Homilía para la festividad de la Ascensión del Señor (05/06/2011)

Cuando llega la fiesta de la Ascensión del Señor, estamos llamados a afirmar nuestra fe en Jesús que se hizo accesible desde entonces en cualquier lugar. Hasta aquel momento, su presencia humana había estado reducida a su país; y el que quería verlo tenía que ir donde él. El cambio se iba preparando, cuando después de la resurrección su cuerpo transformado ya no estaba sometido a las leyes físicas. Durante cuarenta días, los discípulos fueron descubriendo su presencia viva de una manera nueva. Cuando las mujeres querían abrazar los pies del Resucitado, les dijo que no le retuvieran, “porque todavía no he subido al Padre”. Su cercanía iba a ser diferente. Es eso lo que sucedió, cuando los apóstoles lo vieron elevarse y una nube lo ocultó de la vista de ellos. En aquel momento no se ha marchado a alguna parte en una zona lejana del cosmos, sino entró, como dice nuestro Papa Benedicto en su libro ‘Jesús de Nazaret', “en la comunión de vida y poder con el Dios viviente. No se ha despedido , sino que, en virtud del mismo poder de Dios, ahora está siempre presente junto a nosotros y por nosotros” . En los discursos en el cenáculo Jesús dice precisamente esto a sus discípulos: «Me voy y vuelvo a vuestro lado». Es eso lo que sucedió con su ascensión: Su irse es precisamente un venir, un nuevo modo de cercanía, de presencia permanente, en cualquier lugar. Así comprendemos su palabra, cuando dio el mandato misionero de hacer discípulos suyos a todos los pueblos de la tierra: “Yo estaré con ustedes todos los días hasta el fin del mundo”.

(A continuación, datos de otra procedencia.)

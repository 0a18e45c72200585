use chrono::Utc;
use futures_util::{stream, StreamExt};
use std::collections::{BTreeMap, HashSet};
use std::sync::{Arc, Mutex};
use tokio::sync::watch;
use uuid::Uuid;

use crate::api::envelope::ApiError;
use crate::config::SyncConfig;
use crate::geocode::Geocoder;
use crate::models::{
    CanonicalEntity, EntityKey, EntityType, JurisdictionId, Legislator, SourceRecord,
};
use crate::plugin::{JurisdictionPlugin, RecordStream};
use crate::registry::{ConfigError, InitializedPlugins, PluginRegistry};
use crate::store::{CanonicalStore, SyncStateStore, UpsertOutcome};
use crate::sync::models::{RunReport, SyncRequest, TaskStatus, TaskSummary};
use crate::sync::sponsors::{dedupe, LegislatorState, PendingLink};
use crate::tracker::engine::{ChangeTracker, CommitOutcome};
use crate::tracker::models::{DigestScope, ReconciledChange, SyncMode, WatermarkKey};
use crate::{Error, Result};

/// Drives every (jurisdiction, entity type) task of a run.
pub struct SyncOrchestrator {
    registry: Arc<PluginRegistry>,
    store: Arc<dyn CanonicalStore>,
    tracker: ChangeTracker,
    geocoder: Option<Arc<dyn Geocoder>>,
    config: SyncConfig,
    in_flight: Arc<Mutex<HashSet<WatermarkKey>>>,
}

/// Per-jurisdiction state shared by the tasks of one run, in order.
struct JurisdictionRun<'a> {
    plugin: Arc<dyn JurisdictionPlugin>,
    jurisdiction: JurisdictionId,
    request: &'a SyncRequest,
    legislators: LegislatorState,
    legislators_written: HashSet<String>,
    /// Links from bills written by the running bill task, parked before it commits.
    links: Vec<PendingLink>,
    /// Set once a jurisdiction-wide failure makes the remaining tasks pointless.
    aborted: Option<String>,
}

/// Releases an in-flight claim on drop, including when the run is cancelled.
struct InFlightClaim {
    set: Arc<Mutex<HashSet<WatermarkKey>>>,
    key: WatermarkKey,
}

impl Drop for InFlightClaim {
    fn drop(&mut self) {
        let mut set = self.set.lock().unwrap_or_else(|p| p.into_inner());
        set.remove(&self.key);
    }
}
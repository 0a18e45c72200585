use async_stream::try_stream;
use serde::de::DeserializeOwned;
use std::sync::Arc;
use std::time::Duration;

use crate::api::envelope::{ApiError, Envelope};
use crate::api::throttle::{endpoint_key, Throttle};
use crate::api::transport::{HttpTransport, ReqwestTransport, TransportResponse};
use crate::api::{ItemStream, Params};
use crate::{Error, Result};

/// Bounded exponential backoff for transport failures.
#[derive(Debug, Clone, PartialEq, Eq)]
pub struct RetryPolicy {
    /// Total attempts including the first one.
    pub max_attempts: u32,
    pub backoff_base_ms: u64,
    pub backoff_max_ms: u64,
}

impl Default for RetryPolicy {
    fn default() -> Self {
        Self {
            max_attempts: 4,
            backoff_base_ms: 500,
            backoff_max_ms: 30_000,
        }
    }
}

impl RetryPolicy {
    /// `base * 2^retry`, capped at `backoff_max_ms`.
    pub fn backoff(&self, retry: u32) -> Duration {
        let shift = retry.min(63);
        let exp = 1u128 << shift;
        let ms = (self.backoff_base_ms as u128).saturating_mul(exp);
        Duration::from_millis(ms.min(self.backoff_max_ms as u128) as u64)
    }
}

#[derive(Debug, Clone)]
pub struct ClientConfig {
    pub base_url: String,
    pub api_key: Option<String>,
    /// Query parameter carrying the API key.
    pub api_key_param: String,
    pub page_limit: u32,
    /// Offset of the first item (0, or 1 for APIs that count from one).
    pub offset_base: u64,
    pub min_request_interval: Duration,
    pub retry: RetryPolicy,
}

impl ClientConfig {
    pub fn new(base_url: impl Into<String>) -> Self {
        let base_url = base_url.into();
        Self {
            base_url: base_url.trim_end_matches('/').to_string(),
            api_key: None,
            api_key_param: "key".to_string(),
            page_limit: 100,
            offset_base: 0,
            min_request_interval: Duration::from_millis(250),
            retry: RetryPolicy::default(),
        }
    }

    pub fn with_api_key(mut self, api_key: impl Into<String>) -> Self {
        self.api_key = Some(api_key.into());
        self
    }

    pub fn with_page_limit(mut self, page_limit: u32) -> Self {
        self.page_limit = page_limit;
        self
    }

    pub fn with_offset_base(mut self, offset_base: u64) -> Self {
        self.offset_base = offset_base;
        self
    }

    pub fn with_min_request_interval(mut self, interval: Duration) -> Self {
        self.min_request_interval = interval;
        self
    }

    pub fn with_retry(mut self, retry: RetryPolicy) -> Self {
        self.retry = retry;
        self
    }

    pub fn validate(&self) -> Result<()> {
        if self.base_url.trim().is_empty() {
            return Err(Error::Config("api base_url is empty".to_string()));
        }
        if !(self.base_url.starts_with("http://") || self.base_url.starts_with("https://")) {
            return Err(Error::Config(format!(
                "api base_url '{}' must be http(s)",
                self.base_url
            )));
        }
        if self.page_limit == 0 {
            return Err(Error::Config("page_limit must be > 0".to_string()));
        }
        if self.retry.max_attempts == 0 {
            return Err(Error::Config("max_attempts must be > 0".to_string()));
        }
        Ok(())
    }
}

struct Inner {
    config: ClientConfig,
    transport: Arc<dyn HttpTransport>,
    throttle: Throttle,
}

/// HTTP client for envelope-wrapped, offset/limit paginated APIs.
///
/// Cheap to clone; clones share one throttle.
#[derive(Clone)]
pub struct PaginatedClient {
    inner: Arc<Inner>,
}

impl PaginatedClient {
    pub fn new(config: ClientConfig, transport: Arc<dyn HttpTransport>) -> Result<Self> {
        config.validate()?;
        let throttle = Throttle::new(config.min_request_interval);
        Ok(Self {
            inner: Arc::new(Inner {
                config,
                transport,
                throttle,
            }),
        })
    }

    pub fn with_reqwest(config: ClientConfig, timeout: Duration) -> Result<Self> {
        let transport = Arc::new(ReqwestTransport::new(timeout)?);
        Self::new(config, transport)
    }

    pub fn config(&self) -> &ClientConfig {
        &self.inner.config
    }

    fn url(&self, endpoint: &str) -> String {
        let endpoint = endpoint.trim_start_matches('/');
        format!("{}/{}", self.inner.config.base_url, endpoint)
    }

    fn query(&self, params: &[(String, String)]) -> Params {
        let mut query: Params = params.to_vec();
        if let Some(key) = &self.inner.config.api_key {
            query.push((self.inner.config.api_key_param.clone(), key.clone()));
        }
        query
    }

    fn interpret(&self, endpoint: &str, resp: TransportResponse) -> Result<Envelope> {
        let TransportResponse {
            status,
            retry_after,
            body,
        } = resp;

        if status == 429 || status >= 500 {
            return Err(Error::Transport {
                endpoint: endpoint.to_string(),
                status: Some(status),
                retry_after,
                message: format!("upstream returned HTTP {status}"),
            });
        }

        let Some(body) = body else {
            if status == 404 {
                return Err(Error::NotFound(format!("{endpoint} (HTTP 404)")));
            }
            return Err(Error::Transport {
                endpoint: endpoint.to_string(),
                status: Some(status),
                retry_after: None,
                message: "response body is not JSON".to_string(),
            });
        };

        match Envelope::parse(body) {
            Ok(env) => Ok(env),
            Err(_) if (200..300).contains(&status) => Err(Error::Transport {
                endpoint: endpoint.to_string(),
                status: Some(status),
                retry_after: None,
                message: "response is not an api envelope".to_string(),
            }),
            Err(_) if status == 404 => Err(Error::NotFound(format!("{endpoint} (HTTP 404)"))),
            Err(_) => Ok(Envelope::Error(ApiError {
                code: status as i64,
                message: format!("upstream returned HTTP {status}"),
                data: None,
            })),
        }
    }

    /// Issue one GET, honoring the endpoint throttle and retrying transport failures.
    #[tracing::instrument(level = "debug", skip(self, params))]
    pub async fn get_envelope(&self, endpoint: &str, params: &[(String, String)]) -> Result<Envelope> {
        let retry = &self.inner.config.retry;
        let key = endpoint_key(endpoint).to_string();
        let url = self.url(endpoint);
        let query = self.query(params);

        let mut attempt = 0u32;
        loop {
            attempt += 1;
            self.inner.throttle.acquire(&key).await;
            let res = match self.inner.transport.get(&url, &query).await {
                Ok(resp) => self.interpret(endpoint, resp),
                Err(e) => Err(e),
            };
            match res {
                Ok(env) => return Ok(env),
                Err(e) if e.is_retryable() && attempt < retry.max_attempts => {
                    tracing::warn!(endpoint, attempt, error = %e, "retrying upstream request");
                    match e.retry_after() {
                        Some(delay) => self.inner.throttle.defer(&key, delay).await,
                        None => tokio::time::sleep(retry.backoff(attempt - 1)).await,
                    }
                }
                Err(e) => return Err(e),
            }
        }
    }

    /// Fetch one page starting at `offset`.
    #[tracing::instrument(level = "debug", skip(self, params))]
    pub async fn fetch_page(
        &self,
        endpoint: &str,
        params: &[(String, String)],
        offset: u64,
        limit: u64,
    ) -> Result<Envelope> {
        let mut query = params.to_vec();
        query.push(("offset".to_string(), offset.to_string()));
        query.push(("limit".to_string(), limit.to_string()));
        self.get_envelope(endpoint, &query).await
    }

    /// Fetch a single-result endpoint and decode it.
    #[tracing::instrument(level = "debug", skip(self, params))]
    pub async fn fetch_one<T: DeserializeOwned>(
        &self,
        endpoint: &str,
        params: &[(String, String)],
    ) -> Result<T> {
        let value = self.get_envelope(endpoint, params).await?.into_single()?;
        serde_json::from_value(value).map_err(|e| Error::backend("decode single result", e))
    }

    /// Lazily walk every page of a collection in upstream order.
    ///
    /// Stops when a page is short, when `offsetEnd >= total`, or when `total` items have
    /// been seen. A failed page ends the stream with that error; nothing is skipped.
    pub fn fetch_all<T>(&self, endpoint: impl Into<String>, params: Params) -> ItemStream<T>
    where
        T: DeserializeOwned + Send + 'static,
    {
        let client = self.clone();
        let endpoint = endpoint.into();
        Box::pin(try_stream! {
            let limit = client.inner.config.page_limit as u64;
            let mut offset = client.inner.config.offset_base;
            let mut seen = 0u64;
            loop {
                let page = client
                    .fetch_page(&endpoint, &params, offset, limit)
                    .await?
                    .into_page()?;
                let count = page.items.len() as u64;
                seen += count;
                let done = count < limit
                    || page.total.map(|total| {
                        seen >= total || page.offset_end.map(|end| end >= total).unwrap_or(false)
                    })
                    .unwrap_or(false);

                for item in page.items {
                    let decoded: T = serde_json::from_value(item)
                        .map_err(|e| Error::backend("decode page item", e))?;
                    yield decoded;
                }

                if done {
                    break;
                }
                offset += count;
            }
        })
    }
}
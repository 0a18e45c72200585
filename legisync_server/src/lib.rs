pub mod cli;
pub mod dev_backends;
//! Jurisdiction plugins for legisync, each behind its own cargo feature.

pub mod catalog;
pub mod jurisdictions;

pub use catalog::{builtin_catalog, default_registry_config};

San León Magno, en oportunidad de esta fiesta, acuñó una frase que ilumina la reflexión sobre esta omnipresencia de Jesús, no solamente como Dios sino como hombre. Decía este gran papa: “Lo que había sido visible en nuestro Redentor, ha pasado a los sacramentos. Para que nuestra fe sea más noble y más fuerte, la vista ha sido sustituida por una doctrina aceptada por corazones creyentes, iluminados desde lo alto. Es la fe en esta presencia que ha dado a los apóstoles después de la ascensión del Señor tanta fortaleza. Con esta fe sanaban a los enfermos, resucitaban a muertos, expulsaban demonios y entregaban finalmente su propia vida. Y concluía San León su reflexión diciendo: “Todo lo que antes de la ascensión les había causado temor, después fue causa de alegría. Sus miradas ahora se levantaban hacia aquel, que estaba sentado a la derecha del Padre. Ya no les impedía la vista limitado de los ojos a contemplar en espíritu al que no se alejó del Padre cuando bajó a la tierra, ni se alejó de sus discípulos cuando subió al cielo” (Sermón 74).

Con esta mística de los ojos abiertos celebremos ahora la eucaristía. Los signos visibles del pan y del vino y las palabras audibles del mismo Señor aseguran su presencia.